Перелет дался Брану тяжело. Правитель Эрина давно не летал, долгое время не покидал Эмайн Маху. Конечно, сидеть на спине огромной ящерицы и любоваться пейзажем – не совсем то, чтобы бить ноги, идя пешком, или мозолить зад об седло, но все же достаточно утомительно.

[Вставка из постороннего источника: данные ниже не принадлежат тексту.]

// Unit tests for the file-backed session store

use herd_gate::client::session::{FileSessionStore, LoginIdentity, Session, SessionKey};
use serde_json::json;
use std::sync::Arc;
use tempfile::TempDir;

#[test]
fn test_session_file_uses_browser_key_names() {
    let dir = TempDir::new().unwrap();
    let path = dir.path().join("session.json");
    let session = Session::new(Arc::new(FileSessionStore::open(&path).unwrap()));

    session
        .store_login(&LoginIdentity {
            token: "tok".to_string(),
            refresh_token: Some("ref".to_string()),
            user: json!({"id": 1}),
            user_name: Some("Ada".to_string()),
            user_role: Some("veterinarian".to_string()),
        })
        .unwrap();

    let raw: serde_json::Value =
        serde_json::from_str(&std::fs::read_to_string(&path).unwrap()).unwrap();
    for key in SessionKey::ALL {
        assert!(raw.get(key.as_str()).is_some(), "missing {}", key.as_str());
    }
    assert_eq!(raw["authToken"], "tok");
    assert_eq!(raw["userRole"], "veterinarian");
}

#[test]
fn test_missing_file_opens_empty() {
    let dir = TempDir::new().unwrap();
    let store = FileSessionStore::open(dir.path().join("absent.json")).unwrap();
    let session = Session::new(Arc::new(store));
    assert!(!session.is_authenticated());
    assert!(session.user().is_none());
}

Пронеслись внизу родные леса, серо-зелено-белые, почти не тронутые наступающей весной. Затем бугристым неровным ковром легла под ноги степь. Чем далее летел Бран, тем больше становилось в белом одеяле проплешин, а затем проплешины слились. У самых гор земля уже покрылась травой. Словно зеленый туман стелился над самой почвой.
Горы показались сначала маленьким облачком, прилегшим на край неба. Но минул день, а облачко не исчезло, лишь разрослось, обзавелось белой опушкой поверху. К концу полета это была стена, огромная, полуразрушенная, поросшая на средине высоты темным мхом леса.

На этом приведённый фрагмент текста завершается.